* **Description of the task**
Your reply should hold only the lines from the records below where "trait" occurs.

--

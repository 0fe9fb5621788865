use serde::{Serialize, Deserialize};

#[derive(Debug, Clone, Copy, PartialEq, Eq, Serialize, Deserialize)]
pub enum FieldType {
    String,
    Integer,
    FullText,
    Boolean,
}

/// Field definition: a name bound to the indexing strategy for its values
#[derive(Debug, Clone, PartialEq, Serialize, Deserialize)]
pub struct FieldDefinition {
    pub name: String,
    pub field_type: FieldType,
}

/// Ordered field name -> type mapping, fixed for the lifetime of a collection
#[derive(Debug, Clone, Default, PartialEq, Serialize, Deserialize)]
pub struct Schema {
    pub fields: Vec<FieldDefinition>,
}

impl Schema {
    pub fn new() -> Self {
        Schema { fields: Vec::new() }
    }

    /// Adds a field, replacing the type of an existing field with the same name.
    pub fn add_field(mut self, name: &str, field_type: FieldType) -> Self {
        match self.fields.iter_mut().find(|f| f.name == name) {
            Some(existing) => existing.field_type = field_type,
            None => self.fields.push(FieldDefinition {
                name: name.to_string(),
                field_type,
            }),
        }
        self
    }

    pub fn add_string_field(self, name: &str) -> Self {
        self.add_field(name, FieldType::String)
    }

    pub fn add_integer_field(self, name: &str) -> Self {
        self.add_field(name, FieldType::Integer)
    }

    pub fn add_text_field(self, name: &str) -> Self {
        self.add_field(name, FieldType::FullText)
    }

    pub fn add_boolean_field(self, name: &str) -> Self {
        self.add_field(name, FieldType::Boolean)
    }

    pub fn field_type(&self, name: &str) -> Option<FieldType> {
        self.fields
            .iter()
            .find(|f| f.name == name)
            .map(|f| f.field_type)
    }

    pub fn contains(&self, name: &str) -> bool {
        self.field_type(name).is_some()
    }

    pub fn len(&self) -> usize {
        self.fields.len()
    }

    pub fn is_empty(&self) -> bool {
        self.fields.is_empty()
    }
}

impl<'a> FromIterator<(&'a str, FieldType)> for Schema {
    fn from_iter<I: IntoIterator<Item = (&'a str, FieldType)>>(iter: I) -> Self {
        iter.into_iter()
            .fold(Schema::new(), |schema, (name, field_type)| schema.add_field(name, field_type))
    }
}
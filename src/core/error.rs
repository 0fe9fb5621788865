use std::fmt;

#[derive(Debug, Clone, Copy, PartialEq, Eq)]
pub enum ErrorKind {
    /// Insert of an id that already has a live record
    AlreadyExists,
    /// Document or query field not declared in the schema
    UnknownField,
    UnsupportedQuery,
    /// A match references a nid whose record is gone
    RecordNotFound,
    Io,
    Parse,
    InvalidInput,
    InvalidState,
    Internal,
}

#[derive(Debug)]
pub struct Error {
    pub kind: ErrorKind,
    pub context: String,
}

impl Error {
    pub fn new(kind: ErrorKind, context: String) -> Self {
        Error { kind, context }
    }

    pub fn already_exists(id: &str) -> Self {
        Error::new(ErrorKind::AlreadyExists, format!("Document '{}' already exists", id))
    }

    pub fn unknown_field(field: &str) -> Self {
        Error::new(ErrorKind::UnknownField, format!("Field '{}' not found in schema", field))
    }

    pub fn unsupported_query(kind: &str) -> Self {
        Error::new(ErrorKind::UnsupportedQuery, format!("Query type '{}' not supported", kind))
    }

    pub fn record_not_found(nid: u64) -> Self {
        Error::new(ErrorKind::RecordNotFound, format!("Record not found for nid {}", nid))
    }

    pub fn kind(&self) -> ErrorKind {
        self.kind
    }
}

impl fmt::Display for Error {
    fn fmt(&self, f: &mut fmt::Formatter) -> fmt::Result {
        write!(f, "{:?}: {}", self.kind, self.context)
    }
}

impl std::error::Error for Error {}

impl From<std::io::Error> for Error {
    fn from(err: std::io::Error) -> Self {
        Error {
            kind: ErrorKind::Io,
            context: err.to_string(),
        }
    }
}

impl From<bincode::Error> for Error {
    fn from(err: bincode::Error) -> Self {
        Error {
            kind: ErrorKind::Parse,
            context: err.to_string(),
        }
    }
}

impl From<serde_json::Error> for Error {
    fn from(err: serde_json::Error) -> Self {
        Error {
            kind: ErrorKind::Parse,
            context: format!("JSON error: {}", err),
        }
    }
}

impl From<lz4_flex::block::DecompressError> for Error {
    fn from(err: lz4_flex::block::DecompressError) -> Self {
        Error {
            kind: ErrorKind::Parse,
            context: format!("Snapshot decompression failed: {}", err),
        }
    }
}

pub type Result<T> = std::result::Result<T, Error>;
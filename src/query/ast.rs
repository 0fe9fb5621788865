use serde::{Serialize, Deserialize};
use serde_json::Value;
use crate::core::error::{Error, ErrorKind, Result};

const QUERY_KINDS: [&str; 5] = ["match", "exists", "all", "boost", "boolean"];

/// Query tree evaluated against a collection.
///
/// Serialized with an internal `type` tag, e.g.
/// `{"type":"match","field":"title","match":"hello"}`.
#[derive(Debug, Clone, PartialEq, Serialize, Deserialize)]
#[serde(tag = "type", rename_all = "snake_case")]
pub enum Query {
    /// Term/equality match on one field
    Match {
        field: String,
        #[serde(rename = "match")]
        value: String,
    },
    /// Documents holding any value for the field
    Exists { field: String },
    All,
    Boost { query: Box<Query>, boost: f32 },
    Boolean { occur: Occur, queries: Vec<Query> },
}

#[derive(Debug, Clone, Copy, PartialEq, Eq, Serialize, Deserialize)]
#[serde(rename_all = "snake_case")]
pub enum Occur {
    Must,        // Intersection of all subqueries
    Should,      // Union of all subqueries
    MustNot,     // Everything except documents matching every subquery
}

impl Query {
    pub fn match_value(field: &str, value: &str) -> Self {
        Query::Match {
            field: field.to_string(),
            value: value.to_string(),
        }
    }

    pub fn exists(field: &str) -> Self {
        Query::Exists { field: field.to_string() }
    }

    pub fn all() -> Self {
        Query::All
    }

    pub fn boost(query: Query, boost: f32) -> Self {
        Query::Boost {
            query: Box::new(query),
            boost,
        }
    }

    pub fn boolean(occur: Occur, queries: Vec<Query>) -> Self {
        Query::Boolean { occur, queries }
    }

    pub fn must(queries: Vec<Query>) -> Self {
        Self::boolean(Occur::Must, queries)
    }

    pub fn should(queries: Vec<Query>) -> Self {
        Self::boolean(Occur::Should, queries)
    }

    pub fn must_not(queries: Vec<Query>) -> Self {
        Self::boolean(Occur::MustNot, queries)
    }

    /// Parses a host-supplied query tree. Node kinds this engine does not know
    /// fail `UnsupportedQuery` rather than a generic parse error.
    pub fn from_json(json: &str) -> Result<Self> {
        let value: Value = serde_json::from_str(json)?;
        Self::from_value(value)
    }

    pub fn from_value(value: Value) -> Result<Self> {
        check_kinds(&value)?;
        Ok(serde_json::from_value(value)?)
    }

    pub fn to_json(&self) -> Result<String> {
        Ok(serde_json::to_string(self)?)
    }
}

fn check_kinds(node: &Value) -> Result<()> {
    let kind = node
        .get("type")
        .and_then(Value::as_str)
        .ok_or_else(|| Error::new(ErrorKind::Parse, "Query node without a 'type'".to_string()))?;

    if !QUERY_KINDS.contains(&kind) {
        return Err(Error::unsupported_query(kind));
    }

    if let Some(inner) = node.get("query") {
        check_kinds(inner)?;
    }
    if let Some(Value::Array(children)) = node.get("queries") {
        for child in children {
            check_kinds(child)?;
        }
    }
    Ok(())
}
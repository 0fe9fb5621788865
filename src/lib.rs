pub mod core;
pub mod storage;
pub mod analysis;
pub mod schema;
pub mod index;
pub mod search;
pub mod query;

pub use crate::core::config::{Config, HighlightConfig};
pub use crate::core::data_struct::DataStruct;
pub use crate::core::error::{Error, ErrorKind, Result};
pub use crate::core::types::{Document, FieldValue, Nid};
pub use crate::query::ast::{Occur, Query};
pub use crate::schema::schema::{FieldType, Schema};
pub use crate::search::results::{
    AggregateOptions, AggregateResult, Bucket, HighlightRequest, PaginationInfo, PaginationOptions,
    SearchNode, SearchOptions, SearchResult,
};
pub use crate::storage::memory::MemoryStorage;
pub use crate::storage::{Storage, StorageTransaction, TransactionMode};

/*
┌──────────────────────────────── DOCSTRUCT ARCHITECTURE ────────────────────────────────┐

┌──────────────────────────────────── CORE LAYER ─────────────────────────────────────────┐
│  struct DataStruct<S: Storage = MemoryStorage>                                          │
│  │ config: Config                          // name, snapshot dir, page sizes            │
│  │ schema: Schema                          // field name -> FieldType                   │
│  │ indexes: HashMap<String, InvertedIndex> // one strategy per field                    │
│  │ storage: S                              // records / postings / metadata tables      │
│  │ initialized: OnceCell<()>               // lazy storage.open()                       │
│  insert / delete / batch_write / search / aggregate / get_all / has / clear             │
└─────────────────────────────────────────────────────────────────────────────────────────┘
            │ query tree                                   │ transaction
            ▼                                              ▼
┌──────────── SEARCH LAYER ───────────────┐   ┌─────────────── STORAGE LAYER ─────────────┐
│ QueryExecutor  match/exists/all/boost/  │   │ trait Storage { open, begin }             │
│                boolean(must/should/     │   │ trait StorageTransaction                  │
│                must_not)                │   │ MemoryStorage (copy-on-write Tables)      │
│ Match          scores + highlights,     │   │   readers: Arc<Tables> snapshot           │
│                and/or/exclude/boost     │   │   writer:  owned Mutex guard + copy       │
│ highlight()    bounded excerpts         │   │ Snapshot  crc32 | lz4(bincode(Tables))    │
└─────────────────────────────────────────┘   └───────────────────────────────────────────┘
            │ leaves
            ▼
┌──────────────────────────────────── INDEX LAYER ────────────────────────────────────────┐
│ enum InvertedIndex { String, Integer, FullText, Boolean }                               │
│ IndexKey = field ‖ 0x00 ‖ encoded value      Posting { nid, key, position }             │
│ FullText -> GeneralTokenizer (word bounds, lowercase, CJK bigrams)                      │
└─────────────────────────────────────────────────────────────────────────────────────────┘
*/
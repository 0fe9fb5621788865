pub mod matches;
pub mod highlight;
pub mod executor;
pub mod results;
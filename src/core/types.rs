use serde::{Serialize, Deserialize};
use std::collections::BTreeMap;
use std::fmt;

/// Internal surrogate id, the join key between records and postings.
#[derive(Debug, Clone, Copy, PartialEq, Eq, PartialOrd, Ord, Hash, Serialize, Deserialize)]
pub struct Nid(pub u64);

impl Nid {
    pub fn value(&self) -> u64 {
        self.0
    }
}

impl From<u64> for Nid {
    fn from(id: u64) -> Self {
        Nid(id)
    }
}

impl fmt::Display for Nid {
    fn fmt(&self, f: &mut fmt::Formatter) -> fmt::Result {
        write!(f, "{}", self.0)
    }
}

/// Hydrated field value: a scalar when the field holds exactly one value.
#[derive(Debug, Clone, PartialEq, Serialize, Deserialize)]
#[serde(untagged)]
pub enum FieldValue {
    Single(String),
    Multiple(Vec<String>),
}

impl FieldValue {
    pub fn from_values(values: &[String]) -> Self {
        match values {
            [] => FieldValue::Single(String::new()),
            [single] => FieldValue::Single(single.clone()),
            many => FieldValue::Multiple(many.to_vec()),
        }
    }

    pub fn as_str(&self) -> Option<&str> {
        match self {
            FieldValue::Single(value) => Some(value),
            FieldValue::Multiple(_) => None,
        }
    }
}

/// A document: unique id plus multi-valued string fields.
/// Absent fields are equivalent to an empty value list.
#[derive(Debug, Clone, PartialEq, Default, Serialize, Deserialize)]
pub struct Document {
    pub id: String,
    pub fields: BTreeMap<String, Vec<String>>,
}

impl Document {
    pub fn new(id: impl Into<String>) -> Self {
        Document {
            id: id.into(),
            fields: BTreeMap::new(),
        }
    }

    /// Appends a value to a field, keeping earlier values.
    pub fn add_field(&mut self, name: impl Into<String>, value: impl Into<String>) {
        self.fields.entry(name.into()).or_default().push(value.into());
    }

    pub fn with_field(mut self, name: impl Into<String>, value: impl Into<String>) -> Self {
        self.add_field(name, value);
        self
    }

    pub fn with_values<I, V>(mut self, name: impl Into<String>, values: I) -> Self
    where
        I: IntoIterator<Item = V>,
        V: Into<String>,
    {
        self.fields
            .entry(name.into())
            .or_default()
            .extend(values.into_iter().map(Into::into));
        self
    }

    pub fn get_field(&self, name: &str) -> &[String] {
        self.fields.get(name).map(Vec::as_slice).unwrap_or(&[])
    }
}
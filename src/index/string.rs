use crate::core::error::Result;
use crate::core::types::Nid;
use crate::index::inverted::{insert_keys, match_key};
use crate::index::key::IndexKey;
use crate::search::matches::Match;
use crate::storage::StorageTransaction;

/// Exact-value index: one posting per distinct non-empty string.
pub struct StringIndex {
    pub field: String,
}

impl StringIndex {
    pub fn new(field: &str) -> Self {
        StringIndex { field: field.to_string() }
    }

    pub async fn insert<T: StorageTransaction>(&self, txn: &mut T, nid: Nid, values: &[String]) -> Result<()> {
        let keys = values
            .iter()
            .filter(|value| !value.is_empty())
            .map(|value| IndexKey::for_string(&self.field, value));
        insert_keys(txn, nid, keys).await
    }

    pub async fn match_value<T: StorageTransaction>(&self, txn: &T, value: &str) -> Result<Match> {
        match_key(txn, &IndexKey::for_string(&self.field, value)).await
    }
}
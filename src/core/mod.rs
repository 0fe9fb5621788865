pub mod types;
pub mod config;
pub mod error;
pub mod data_struct;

--

* **Problem solution**
│ QueryExecutor  match/exists/all/boost/  │   │ trait Storage { open, begin }             │
│                boolean(must/should/     │   │ trait StorageTransaction                  │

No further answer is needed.